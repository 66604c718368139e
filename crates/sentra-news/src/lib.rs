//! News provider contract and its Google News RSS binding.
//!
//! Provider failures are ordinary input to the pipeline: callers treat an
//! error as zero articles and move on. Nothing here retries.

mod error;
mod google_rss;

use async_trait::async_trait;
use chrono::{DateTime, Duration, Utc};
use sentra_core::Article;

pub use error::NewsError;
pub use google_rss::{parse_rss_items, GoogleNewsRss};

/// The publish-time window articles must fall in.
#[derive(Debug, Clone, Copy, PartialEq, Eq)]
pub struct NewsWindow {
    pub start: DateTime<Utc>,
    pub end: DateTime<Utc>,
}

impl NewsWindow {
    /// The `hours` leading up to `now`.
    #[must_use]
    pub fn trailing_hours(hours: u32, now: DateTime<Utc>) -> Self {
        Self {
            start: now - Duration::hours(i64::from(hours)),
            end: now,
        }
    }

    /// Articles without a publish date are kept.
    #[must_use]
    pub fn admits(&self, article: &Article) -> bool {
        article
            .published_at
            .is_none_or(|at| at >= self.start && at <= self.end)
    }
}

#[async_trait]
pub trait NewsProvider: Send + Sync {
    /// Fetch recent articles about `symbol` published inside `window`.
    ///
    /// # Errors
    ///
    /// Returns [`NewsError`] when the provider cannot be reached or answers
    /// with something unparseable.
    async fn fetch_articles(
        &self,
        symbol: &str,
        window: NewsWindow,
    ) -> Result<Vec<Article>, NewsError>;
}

================================

**What needs to be done**:
Reproduce exactly the line that contains "pub trait NewsProvider: Send" together with each line after it to the end of the entries; include no other lines.

**Answer for this exercise**:
pub trait NewsProvider: Send + Sync {
    /// Fetch recent articles about `symbol` published inside `window`.
    ///
    /// # Errors
    ///
    /// Returns [`NewsError`] when the provider cannot be reached or answers
    /// with something unparseable.
    async fn fetch_articles(
        &self,
        symbol: &str,
        window: NewsWindow,
    ) -> Result<Vec<Article>, NewsError>;
}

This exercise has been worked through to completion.